Your objective:
Scan the data, and whenever a line contains "RwLock", copy it.

═══ Materials provided ═══

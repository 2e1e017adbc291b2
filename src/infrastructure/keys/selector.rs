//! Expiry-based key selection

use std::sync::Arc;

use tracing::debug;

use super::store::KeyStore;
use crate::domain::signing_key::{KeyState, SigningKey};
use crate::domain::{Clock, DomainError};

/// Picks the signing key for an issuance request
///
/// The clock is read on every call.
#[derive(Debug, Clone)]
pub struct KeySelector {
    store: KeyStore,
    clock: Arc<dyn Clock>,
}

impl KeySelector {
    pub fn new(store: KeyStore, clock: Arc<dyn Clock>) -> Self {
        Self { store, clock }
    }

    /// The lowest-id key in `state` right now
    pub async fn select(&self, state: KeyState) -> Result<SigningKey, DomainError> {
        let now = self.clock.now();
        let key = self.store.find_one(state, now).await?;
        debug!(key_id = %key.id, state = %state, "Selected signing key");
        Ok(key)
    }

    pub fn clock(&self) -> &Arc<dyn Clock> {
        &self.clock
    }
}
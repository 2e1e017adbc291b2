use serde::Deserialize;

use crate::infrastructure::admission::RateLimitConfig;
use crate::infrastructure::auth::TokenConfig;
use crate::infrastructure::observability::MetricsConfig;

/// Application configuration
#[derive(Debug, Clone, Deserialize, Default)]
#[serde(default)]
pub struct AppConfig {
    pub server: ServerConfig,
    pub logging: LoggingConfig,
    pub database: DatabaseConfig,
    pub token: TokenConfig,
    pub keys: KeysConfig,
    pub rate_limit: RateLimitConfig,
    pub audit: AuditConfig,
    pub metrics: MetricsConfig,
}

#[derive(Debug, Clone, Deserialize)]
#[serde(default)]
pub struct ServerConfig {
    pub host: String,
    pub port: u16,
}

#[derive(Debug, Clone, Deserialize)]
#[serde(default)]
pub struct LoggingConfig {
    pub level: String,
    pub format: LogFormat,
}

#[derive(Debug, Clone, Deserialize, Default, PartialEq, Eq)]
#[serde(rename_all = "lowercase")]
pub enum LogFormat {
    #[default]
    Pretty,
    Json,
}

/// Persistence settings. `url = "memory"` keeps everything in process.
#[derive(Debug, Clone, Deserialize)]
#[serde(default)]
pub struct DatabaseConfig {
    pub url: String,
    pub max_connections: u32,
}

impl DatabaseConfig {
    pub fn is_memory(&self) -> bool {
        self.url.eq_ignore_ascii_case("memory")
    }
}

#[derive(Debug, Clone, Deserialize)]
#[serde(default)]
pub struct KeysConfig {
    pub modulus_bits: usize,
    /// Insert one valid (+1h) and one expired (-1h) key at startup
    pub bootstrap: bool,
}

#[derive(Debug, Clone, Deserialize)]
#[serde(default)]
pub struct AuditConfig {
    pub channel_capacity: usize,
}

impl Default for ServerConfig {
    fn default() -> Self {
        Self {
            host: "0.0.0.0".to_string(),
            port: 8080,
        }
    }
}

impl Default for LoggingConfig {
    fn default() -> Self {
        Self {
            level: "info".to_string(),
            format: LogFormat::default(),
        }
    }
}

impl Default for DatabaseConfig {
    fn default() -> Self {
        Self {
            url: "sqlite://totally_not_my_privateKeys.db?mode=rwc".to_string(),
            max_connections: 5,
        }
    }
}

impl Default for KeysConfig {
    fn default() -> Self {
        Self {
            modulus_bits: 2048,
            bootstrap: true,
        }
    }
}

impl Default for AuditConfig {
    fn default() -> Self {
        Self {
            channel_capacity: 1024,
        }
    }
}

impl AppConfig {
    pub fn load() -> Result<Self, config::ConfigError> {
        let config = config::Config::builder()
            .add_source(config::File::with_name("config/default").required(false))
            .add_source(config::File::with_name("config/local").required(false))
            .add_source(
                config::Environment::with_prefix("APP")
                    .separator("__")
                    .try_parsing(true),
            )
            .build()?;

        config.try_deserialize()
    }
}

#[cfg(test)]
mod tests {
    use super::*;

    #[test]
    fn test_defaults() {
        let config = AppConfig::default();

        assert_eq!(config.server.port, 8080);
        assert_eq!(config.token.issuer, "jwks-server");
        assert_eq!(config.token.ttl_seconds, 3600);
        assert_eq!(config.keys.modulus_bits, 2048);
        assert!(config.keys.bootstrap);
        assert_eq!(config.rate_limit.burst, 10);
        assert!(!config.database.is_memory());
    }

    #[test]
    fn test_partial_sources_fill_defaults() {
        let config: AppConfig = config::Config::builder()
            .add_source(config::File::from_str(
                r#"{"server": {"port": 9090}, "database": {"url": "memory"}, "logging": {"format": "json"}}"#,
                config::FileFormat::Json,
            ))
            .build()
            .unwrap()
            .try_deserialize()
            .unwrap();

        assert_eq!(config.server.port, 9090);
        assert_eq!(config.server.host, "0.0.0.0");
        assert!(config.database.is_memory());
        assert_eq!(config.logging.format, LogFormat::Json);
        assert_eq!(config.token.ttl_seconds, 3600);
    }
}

═══
═══ Materials provided ═══

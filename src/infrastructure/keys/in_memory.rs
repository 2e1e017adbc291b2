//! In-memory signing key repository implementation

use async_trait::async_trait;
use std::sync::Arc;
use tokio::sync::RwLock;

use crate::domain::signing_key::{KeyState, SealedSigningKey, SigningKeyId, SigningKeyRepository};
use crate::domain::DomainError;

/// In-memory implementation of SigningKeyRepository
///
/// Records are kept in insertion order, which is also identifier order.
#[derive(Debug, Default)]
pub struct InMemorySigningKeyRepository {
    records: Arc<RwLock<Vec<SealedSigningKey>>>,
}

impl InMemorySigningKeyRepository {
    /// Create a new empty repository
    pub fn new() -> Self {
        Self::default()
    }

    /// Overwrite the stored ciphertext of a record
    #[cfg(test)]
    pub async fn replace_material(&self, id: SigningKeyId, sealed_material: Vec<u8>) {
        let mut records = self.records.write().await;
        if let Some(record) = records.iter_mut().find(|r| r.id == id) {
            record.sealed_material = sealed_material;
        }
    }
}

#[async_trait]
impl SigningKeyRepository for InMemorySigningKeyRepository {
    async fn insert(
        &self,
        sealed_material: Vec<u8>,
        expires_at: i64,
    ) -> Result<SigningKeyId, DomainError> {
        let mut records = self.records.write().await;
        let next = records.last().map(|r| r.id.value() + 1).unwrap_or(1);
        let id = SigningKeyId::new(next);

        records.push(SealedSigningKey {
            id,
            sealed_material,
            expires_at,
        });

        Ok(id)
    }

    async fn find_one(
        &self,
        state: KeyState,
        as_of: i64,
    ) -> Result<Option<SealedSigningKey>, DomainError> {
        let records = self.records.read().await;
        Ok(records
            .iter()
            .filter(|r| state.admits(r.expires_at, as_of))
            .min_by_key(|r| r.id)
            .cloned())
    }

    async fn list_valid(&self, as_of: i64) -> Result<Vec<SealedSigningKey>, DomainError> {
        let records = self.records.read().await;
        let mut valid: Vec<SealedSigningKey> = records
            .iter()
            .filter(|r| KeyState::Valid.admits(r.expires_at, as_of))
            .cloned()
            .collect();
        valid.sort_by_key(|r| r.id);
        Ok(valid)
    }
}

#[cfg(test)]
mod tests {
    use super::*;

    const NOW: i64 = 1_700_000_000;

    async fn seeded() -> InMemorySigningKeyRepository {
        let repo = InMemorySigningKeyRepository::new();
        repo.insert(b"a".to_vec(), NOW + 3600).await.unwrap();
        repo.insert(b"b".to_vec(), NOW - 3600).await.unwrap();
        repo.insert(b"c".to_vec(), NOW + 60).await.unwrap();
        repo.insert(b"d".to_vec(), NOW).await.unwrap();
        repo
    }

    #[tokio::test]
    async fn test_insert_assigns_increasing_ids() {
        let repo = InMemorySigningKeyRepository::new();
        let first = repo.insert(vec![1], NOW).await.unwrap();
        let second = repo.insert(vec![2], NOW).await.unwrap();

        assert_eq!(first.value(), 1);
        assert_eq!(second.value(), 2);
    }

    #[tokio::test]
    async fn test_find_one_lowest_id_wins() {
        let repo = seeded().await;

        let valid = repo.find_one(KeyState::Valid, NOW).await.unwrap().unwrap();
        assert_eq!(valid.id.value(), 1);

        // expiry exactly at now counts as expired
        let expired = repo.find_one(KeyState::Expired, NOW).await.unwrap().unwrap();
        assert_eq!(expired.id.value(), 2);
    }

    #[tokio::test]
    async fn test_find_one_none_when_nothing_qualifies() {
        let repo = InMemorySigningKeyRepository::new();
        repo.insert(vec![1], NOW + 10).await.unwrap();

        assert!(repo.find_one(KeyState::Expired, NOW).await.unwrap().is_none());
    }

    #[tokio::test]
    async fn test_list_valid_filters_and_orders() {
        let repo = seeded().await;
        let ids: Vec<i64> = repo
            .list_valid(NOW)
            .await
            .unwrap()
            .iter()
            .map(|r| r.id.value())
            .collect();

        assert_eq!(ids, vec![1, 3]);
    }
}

═══
═══ Materials provided ═══

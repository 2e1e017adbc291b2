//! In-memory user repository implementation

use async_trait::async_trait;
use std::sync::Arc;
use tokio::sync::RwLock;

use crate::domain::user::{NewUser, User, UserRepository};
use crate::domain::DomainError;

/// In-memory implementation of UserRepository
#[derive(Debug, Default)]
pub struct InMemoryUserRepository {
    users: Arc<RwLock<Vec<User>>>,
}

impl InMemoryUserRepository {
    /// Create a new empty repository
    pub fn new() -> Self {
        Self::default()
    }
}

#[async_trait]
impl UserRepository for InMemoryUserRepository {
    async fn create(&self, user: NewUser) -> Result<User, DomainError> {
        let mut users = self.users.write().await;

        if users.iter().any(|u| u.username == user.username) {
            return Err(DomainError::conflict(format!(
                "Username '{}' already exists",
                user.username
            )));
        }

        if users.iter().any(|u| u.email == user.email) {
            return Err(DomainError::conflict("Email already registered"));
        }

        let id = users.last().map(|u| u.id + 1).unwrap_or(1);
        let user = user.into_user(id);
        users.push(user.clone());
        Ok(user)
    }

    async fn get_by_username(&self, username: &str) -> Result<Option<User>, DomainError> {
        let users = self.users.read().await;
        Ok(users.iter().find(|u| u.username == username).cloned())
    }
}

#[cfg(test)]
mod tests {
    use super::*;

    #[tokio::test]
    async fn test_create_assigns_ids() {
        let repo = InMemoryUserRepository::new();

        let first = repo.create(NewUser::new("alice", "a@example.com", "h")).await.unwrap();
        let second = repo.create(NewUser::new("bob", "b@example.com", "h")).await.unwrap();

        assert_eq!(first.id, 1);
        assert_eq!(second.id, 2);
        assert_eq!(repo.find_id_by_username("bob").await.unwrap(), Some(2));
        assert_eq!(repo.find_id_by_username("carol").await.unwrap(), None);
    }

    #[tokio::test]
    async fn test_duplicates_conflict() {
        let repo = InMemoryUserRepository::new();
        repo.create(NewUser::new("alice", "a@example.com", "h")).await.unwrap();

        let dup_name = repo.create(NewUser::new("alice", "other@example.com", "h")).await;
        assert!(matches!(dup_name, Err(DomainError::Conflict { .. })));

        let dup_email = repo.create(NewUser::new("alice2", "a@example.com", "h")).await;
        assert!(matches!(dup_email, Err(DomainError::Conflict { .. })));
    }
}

═══

Reply:
use tokio::sync::RwLock;
    records: Arc<RwLock<Vec<SealedSigningKey>>>,
use tokio::sync::RwLock;
    users: Arc<RwLock<Vec<User>>>,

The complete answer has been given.